Le paragraphe 25(3) précise qu'un policier peut, s'il agit sur la foi de motifs raisonnables, utiliser une force susceptible de causer la mort ou des lésions corporelles graves s'il croit que cela est nécessaire afin de se protéger ou encore de protéger les personnes sous sa protection contre de telles conséquences.
Les policiers, étant agents de la paix, sont donc autorisés à employer une force qui, dans les circonstances, est raisonnable et nécessaire pour exercer leurs fonctions.
Les tribunaux ont établi que l'appréciation de la force ne devait toutefois pas être fondée sur une norme de perfection. Les policiers sont souvent placés dans des situations où ils doivent rapidement prendre des décisions difficiles. Dans ce contexte, on ne peut exiger qu'ils mesurent le degré de force appliquée avec précision.
En l'espèce, le DPCP estime que les conditions énumérées aux paragraphes 25(1) et 25(3) du Code criminel sont remplies.
D'abord, l'intervention policière était légale et fondée sur le devoir imposé aux policiers d'assurer la sécurité des personnes. Celle-ci était consécutive à un appel au 911 pour un homme en détresse psychologique et armé, pouvant représenter un danger pour lui-même ou pour autrui.

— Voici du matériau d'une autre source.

//! Channel Directory over HTTP: lists provisioned channels and their status.

use async_trait::async_trait;
use courier_core::config::DirectoryConfig;
use courier_core::error::{CourierError, Result};
use courier_core::traits::ChannelDirectory;
use courier_core::types::DirectoryEntry;

pub struct HttpChannelDirectory {
    url: String,
    api_key: Option<String>,
    auth_header: String,
    timeout: std::time::Duration,
    client: reqwest::Client,
}

impl HttpChannelDirectory {
    pub fn new(config: &DirectoryConfig, client: reqwest::Client) -> Self {
        Self {
            url: config.url.clone(),
            api_key: config.api_key.clone().filter(|k| !k.is_empty()),
            auth_header: config.auth_header.clone(),
            timeout: config.timeout(),
            client,
        }
    }
}

/// Decode a directory listing, skipping entries without a name.
pub fn parse_directory(payload: serde_json::Value) -> Result<Vec<DirectoryEntry>> {
    let items = match payload {
        serde_json::Value::Array(items) => items,
        other => {
            return Err(CourierError::SourceUnavailable(format!(
                "Directory response is not a list: {other}"
            )));
        }
    };

    let mut entries = Vec::with_capacity(items.len());
    for item in items {
        match serde_json::from_value::<DirectoryEntry>(item) {
            Ok(entry) if !entry.name.is_empty() => entries.push(entry),
            Ok(_) => tracing::debug!("Directory entry without a name skipped"),
            Err(e) => tracing::debug!("Malformed directory entry skipped: {e}"),
        }
    }
    Ok(entries)
}

#[async_trait]
impl ChannelDirectory for HttpChannelDirectory {
    fn name(&self) -> &str {
        "http-directory"
    }

    async fn fetch(&self) -> Result<Vec<DirectoryEntry>> {
        let mut req = self
            .client
            .get(&self.url)
            .timeout(self.timeout);
        if let Some(key) = &self.api_key {
            req = req.header(self.auth_header.as_str(), key.as_str());
        }

        let response = req
            .send()
            .await
            .map_err(|e| CourierError::SourceUnavailable(format!("Directory request failed: {e}")))?;

        if !response.status().is_success() {
            let status = response.status();
            return Err(CourierError::SourceUnavailable(format!(
                "Directory API error {status}"
            )));
        }

        let payload: serde_json::Value = response.json().await.map_err(|e| {
            CourierError::SourceUnavailable(format!("Invalid directory response: {e}"))
        })?;
        parse_directory(payload)
    }
}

Ensuite, le policier avait des motifs raisonnables de considérer que la force appliquée à l'endroit de l'homme était nécessaire pour sa protection et celle d'autrui contre des lésions graves ou la mort.

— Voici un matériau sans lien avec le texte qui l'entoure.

//! Output formatting for CLI commands.

use clap::ValueEnum;
use colored::Colorize;
use mapicheck_model::Node;
use mapicheck_verify::{MachineSetStatus, NodeStatus};
use serde::Serialize;
use tabled::{Table, Tabled};

/// Output format.
#[derive(Debug, Clone, Copy, Default, PartialEq, Eq, ValueEnum)]
pub enum OutputFormat {
    /// Human-readable table format.
    #[default]
    Table,
    /// JSON format.
    Json,
}

/// Print rows as a table, or as a JSON array.
pub fn print_output<T: Serialize + Tabled>(data: &[T], format: OutputFormat) {
    match format {
        OutputFormat::Table => {
            if data.is_empty() {
                println!("{}", "No items found.".dimmed());
            } else {
                println!("{}", Table::new(data));
            }
        }
        OutputFormat::Json => println!("{}", format_json(data, "[]")),
    }
}

/// Print a single item as pretty JSON.
pub fn print_single<T: Serialize>(data: &T) {
    println!("{}", format_json(data, "{}"));
}

/// Print a success message.
pub fn print_success(message: &str) {
    println!("{} {}", "Success:".green().bold(), message);
}

/// Print an info message.
pub fn print_info(message: &str) {
    println!("{} {}", "Info:".blue().bold(), message);
}

fn format_json<T: Serialize + ?Sized>(data: &T, fallback: &str) -> String {
    serde_json::to_string_pretty(data).unwrap_or_else(|_| fallback.to_string())
}

fn yes_no(value: bool) -> &'static str {
    if value {
        "yes"
    } else {
        "no"
    }
}

/// Table row for a machine-set.
#[derive(Debug, Clone, Serialize, Tabled)]
pub struct MachineSetRow {
    #[tabled(rename = "MachineSet")]
    pub name: String,
    #[tabled(rename = "Desired")]
    pub desired: i32,
    #[tabled(rename = "Ready")]
    pub ready: i32,
    #[tabled(rename = "Available")]
    pub available: i32,
}

impl From<&MachineSetStatus> for MachineSetRow {
    fn from(status: &MachineSetStatus) -> Self {
        Self {
            name: status.name.clone(),
            desired: status.desired,
            ready: status.ready,
            available: status.available,
        }
    }
}

/// Table row for a node.
#[derive(Debug, Clone, Serialize, Tabled)]
pub struct NodeRow {
    #[tabled(rename = "Node")]
    pub name: String,
    #[tabled(rename = "Ready")]
    pub ready: &'static str,
    #[tabled(rename = "Schedulable")]
    pub schedulable: &'static str,
    #[tabled(rename = "Conditions")]
    pub conditions: String,
}

impl From<&NodeStatus> for NodeRow {
    fn from(status: &NodeStatus) -> Self {
        Self {
            name: status.name.clone(),
            ready: yes_no(status.ready),
            schedulable: yes_no(!status.unschedulable),
            conditions: "-".to_string(),
        }
    }
}

impl From<&Node> for NodeRow {
    fn from(node: &Node) -> Self {
        Self {
            name: node.name.clone(),
            ready: yes_no(node.is_ready()),
            schedulable: yes_no(!node.unschedulable),
            conditions: node.conditions_summary(),
        }
    }
}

En effet, la décision du policier d'utiliser son arme à feu est prise, alors que l'homme se trouve à moins de six mètres de sa position, qu'il le pointe avec une arme et qu'il n'obtempère pas aux ordres de lâcher son arme. Les renseignements à la connaissance du policier font état de la possibilité que l'arme en soit une à plomb. Dans ce contexte, le policier pouvait raisonnablement craindre pour sa sécurité et celle d'autrui.
Au surplus, l'intervention se déroule dans un secteur résidentiel, avec plusieurs citoyens se trouvant à proximité et pouvant être blessés par un tir d'arme à feu.

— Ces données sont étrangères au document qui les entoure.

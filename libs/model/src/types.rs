//! Cluster resource records.

use std::collections::BTreeMap;
use std::fmt;

use chrono::{DateTime, Utc};
use serde::{Deserialize, Serialize};

use crate::key::MachineKey;

/// Condition type that marks a node as able to run workloads.
pub const NODE_READY_CONDITION: &str = "Ready";

/// Kinds of resource the verifier reads.
#[derive(Debug, Clone, Copy, PartialEq, Eq, Hash, Serialize, Deserialize)]
pub enum ResourceKind {
    Node,
    Machine,
    MachineSet,
    Scale,
}

impl fmt::Display for ResourceKind {
    fn fmt(&self, f: &mut fmt::Formatter<'_>) -> fmt::Result {
        let s = match self {
            Self::Node => "node",
            Self::Machine => "machine",
            Self::MachineSet => "machineset",
            Self::Scale => "scale",
        };
        f.write_str(s)
    }
}

// =============================================================================
// Nodes
// =============================================================================

/// Status of a node condition.
#[derive(Debug, Clone, Copy, PartialEq, Eq, Serialize, Deserialize)]
pub enum ConditionStatus {
    True,
    False,
    Unknown,
}

impl fmt::Display for ConditionStatus {
    fn fmt(&self, f: &mut fmt::Formatter<'_>) -> fmt::Result {
        let s = match self {
            Self::True => "True",
            Self::False => "False",
            Self::Unknown => "Unknown",
        };
        f.write_str(s)
    }
}

/// One entry of a node's condition set.
#[derive(Debug, Clone, PartialEq, Eq, Serialize, Deserialize)]
#[serde(rename_all = "camelCase")]
pub struct NodeCondition {
    #[serde(rename = "type")]
    pub kind: String,
    pub status: ConditionStatus,
    #[serde(default, skip_serializing_if = "Option::is_none")]
    pub reason: Option<String>,
    #[serde(default, skip_serializing_if = "Option::is_none")]
    pub message: Option<String>,
    #[serde(default, skip_serializing_if = "Option::is_none")]
    pub last_transition_time: Option<DateTime<Utc>>,
}

impl NodeCondition {
    pub fn new(kind: impl Into<String>, status: ConditionStatus) -> Self {
        Self {
            kind: kind.into(),
            status,
            reason: None,
            message: None,
            last_transition_time: None,
        }
    }
}

impl fmt::Display for NodeCondition {
    fn fmt(&self, f: &mut fmt::Formatter<'_>) -> fmt::Result {
        write!(f, "{}={}", self.kind, self.status)?;
        if let Some(reason) = &self.reason {
            write!(f, " ({reason})")?;
        }
        Ok(())
    }
}

/// A cluster node.
#[derive(Debug, Clone, PartialEq, Eq, Serialize, Deserialize)]
#[serde(rename_all = "camelCase")]
pub struct Node {
    pub name: String,
    #[serde(default)]
    pub labels: BTreeMap<String, String>,
    #[serde(default)]
    pub annotations: BTreeMap<String, String>,
    #[serde(default)]
    pub unschedulable: bool,
    #[serde(default)]
    pub conditions: Vec<NodeCondition>,
}

impl Node {
    pub fn new(name: impl Into<String>) -> Self {
        Self {
            name: name.into(),
            labels: BTreeMap::new(),
            annotations: BTreeMap::new(),
            unschedulable: false,
            conditions: Vec::new(),
        }
    }

    pub fn annotation(&self, key: &str) -> Option<&str> {
        self.annotations.get(key).map(String::as_str)
    }

    pub fn has_label(&self, key: &str) -> bool {
        self.labels.contains_key(key)
    }

    /// The `Ready` condition, if the node reports one.
    pub fn ready_condition(&self) -> Option<&NodeCondition> {
        self.conditions
            .iter()
            .find(|c| c.kind == NODE_READY_CONDITION)
    }

    /// Returns true if the `Ready` condition is `True`.
    pub fn is_ready(&self) -> bool {
        self.ready_condition()
            .is_some_and(|c| c.status == ConditionStatus::True)
    }

    /// Compact `Type=Status` rendering of every condition.
    pub fn conditions_summary(&self) -> String {
        if self.conditions.is_empty() {
            return "<none>".to_string();
        }
        self.conditions
            .iter()
            .map(ToString::to_string)
            .collect::<Vec<_>>()
            .join(", ")
    }
}

// =============================================================================
// Machines
// =============================================================================

/// Reference to another object by namespace and name.
#[derive(Debug, Clone, PartialEq, Eq, Serialize, Deserialize)]
pub struct ObjectRef {
    #[serde(default)]
    pub namespace: String,
    pub name: String,
}

impl ObjectRef {
    pub fn new(namespace: impl Into<String>, name: impl Into<String>) -> Self {
        Self {
            namespace: namespace.into(),
            name: name.into(),
        }
    }
}

/// Ownership link from a dependent to its owner.
#[derive(Debug, Clone, PartialEq, Eq, Serialize, Deserialize)]
#[serde(rename_all = "camelCase")]
pub struct OwnerReference {
    pub kind: String,
    pub name: String,
    #[serde(default)]
    pub uid: String,
    #[serde(default)]
    pub controller: bool,
}

/// A machine record: one unit of desired infrastructure.
#[derive(Debug, Clone, PartialEq, Eq, Serialize, Deserialize)]
#[serde(rename_all = "camelCase")]
pub struct Machine {
    pub namespace: String,
    pub name: String,
    #[serde(default)]
    pub labels: BTreeMap<String, String>,
    #[serde(default)]
    pub owner_references: Vec<OwnerReference>,
    /// Set once the machine is backed by a node.
    #[serde(default, skip_serializing_if = "Option::is_none")]
    pub node_ref: Option<ObjectRef>,
}

impl Machine {
    pub fn new(namespace: impl Into<String>, name: impl Into<String>) -> Self {
        Self {
            namespace: namespace.into(),
            name: name.into(),
            labels: BTreeMap::new(),
            owner_references: Vec::new(),
            node_ref: None,
        }
    }

    /// The machine's own `namespace/name` identity.
    pub fn key(&self) -> MachineKey {
        MachineKey::new(&self.namespace, &self.name)
    }

    pub fn label(&self, key: &str) -> Option<&str> {
        self.labels.get(key).map(String::as_str)
    }

    /// The owner reference flagged as controller, if any.
    pub fn controller(&self) -> Option<&OwnerReference> {
        self.owner_references.iter().find(|r| r.controller)
    }

    /// Returns true if `set` is this machine's controlling owner.
    ///
    /// Matches on uid when both sides have one, otherwise on kind and name
    /// within the same namespace.
    pub fn is_controlled_by(&self, set: &MachineSet) -> bool {
        let Some(owner) = self.controller() else {
            return false;
        };
        if !owner.uid.is_empty() && !set.uid.is_empty() {
            return owner.uid == set.uid;
        }
        owner.kind == MachineSet::KIND && owner.name == set.name && self.namespace == set.namespace
    }
}

// =============================================================================
// Machine sets
// =============================================================================

/// A group of identical machines kept at a replica count.
#[derive(Debug, Clone, PartialEq, Eq, Serialize, Deserialize)]
#[serde(rename_all = "camelCase")]
pub struct MachineSet {
    pub namespace: String,
    pub name: String,
    #[serde(default)]
    pub uid: String,
    /// Desired replicas; `None` when the spec leaves it unset.
    #[serde(default)]
    pub replicas: Option<i32>,
    #[serde(default)]
    pub ready_replicas: i32,
    #[serde(default)]
    pub available_replicas: i32,
}

impl MachineSet {
    pub const KIND: &'static str = "MachineSet";

    pub fn new(namespace: impl Into<String>, name: impl Into<String>) -> Self {
        Self {
            namespace: namespace.into(),
            name: name.into(),
            uid: String::new(),
            replicas: None,
            ready_replicas: 0,
            available_replicas: 0,
        }
    }

    /// Desired replicas, falling back to `default` when unset.
    pub fn desired_replicas(&self, default: i32) -> i32 {
        self.replicas.unwrap_or(default)
    }
}

/// The scale sub-resource of a scalable resource.
///
/// Everything read is carried into the update; only `replicas` is meant to
/// change. `resource_version` lets the cluster reject a stale write.
#[derive(Debug, Clone, PartialEq, Eq, Serialize, Deserialize)]
#[serde(rename_all = "camelCase")]
pub struct Scale {
    pub namespace: String,
    pub name: String,
    /// Desired replicas (`spec.replicas`).
    pub replicas: i32,
    /// Observed replicas (`status.replicas`).
    #[serde(default)]
    pub observed_replicas: i32,
    #[serde(default, skip_serializing_if = "Option::is_none")]
    pub selector: Option<String>,
    #[serde(default, skip_serializing_if = "Option::is_none")]
    pub resource_version: Option<String>,
    /// The object exactly as the server returned it. Updates are written on
    /// top of it so fields not named above survive the round trip.
    #[serde(skip)]
    pub raw: Option<serde_json::Value>,
}

impl Scale {
    /// A copy with the desired replica count changed and nothing else.
    pub fn with_replicas(&self, replicas: i32) -> Self {
        Self {
            replicas,
            ..self.clone()
        }
    }
}

/// API group plus resource name, e.g. `machinesets.machine.openshift.io`.
#[derive(Debug, Clone, PartialEq, Eq, Hash, Serialize, Deserialize)]
pub struct GroupResource {
    pub group: String,
    pub resource: String,
}

impl GroupResource {
    pub fn new(group: impl Into<String>, resource: impl Into<String>) -> Self {
        Self {
            group: group.into(),
            resource: resource.into(),
        }
    }
}

impl fmt::Display for GroupResource {
    fn fmt(&self, f: &mut fmt::Formatter<'_>) -> fmt::Result {
        if self.group.is_empty() {
            write!(f, "{}", self.resource)
        } else {
            write!(f, "{}.{}", self.resource, self.group)
        }
    }
}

Conséquemment, le DPCP est d'avis que l'emploi de la force par le policier de la SQ était justifié en vertu des paragraphes 25 (1) et (3) du Code criminel et donc que ce dernier n'a pas commis une infraction criminelle lors de l'intervention.
Le Directeur des poursuites criminelles et pénales
Le DPCP fournit, au nom de l'État, un service de poursuites criminelles et pénales indépendant de toute considération de nature politique, et ce, de façon à préserver l'intégrité du processus judiciaire tout en assurant la protection de la société, dans la recherche de l'intérêt de la justice et de l'intérêt public, de même que dans le respect de la règle de droit et des intérêts légitimes des personnes victimes et des témoins.
Chaque dossier soumis au DPCP est analysé avec rigueur et impartialité. La norme qui guide les procureurs concernant l'opportunité d'entreprendre une poursuite est prévue à la directive ACC-3. En droit criminel, le fardeau de la preuve que doit satisfaire la poursuite est très exigeant. En raison du principe de la présomption d'innocence, la poursuite doit en effet faire une démonstration hors de tout doute raisonnable de la culpabilité de l'accusé devant le tribunal.
La décision de poursuivre ou non est une décision discrétionnaire prise par le procureur dans l'exécution de ses obligations professionnelles sans crainte d'ingérence judiciaire ou politique et sans céder à la pression médiatique. Par ailleurs, ce n'est pas la tâche du procureur de se prononcer sur une possible faute civile ou déontologique. Il ne cherche que les éléments lui permettant de conclure qu'un acte criminel a été commis et de déterminer s'il peut raisonnablement en faire la preuve. Il ne lui appartient pas non plus de formuler des commentaires ou des recommandations concernant les méthodes d'intervention policière.
La publication des motifs qui étayent la décision de ne pas porter d'accusation dans certains dossiers revêt un caractère exceptionnel et s'appuie sur des lignes directrices.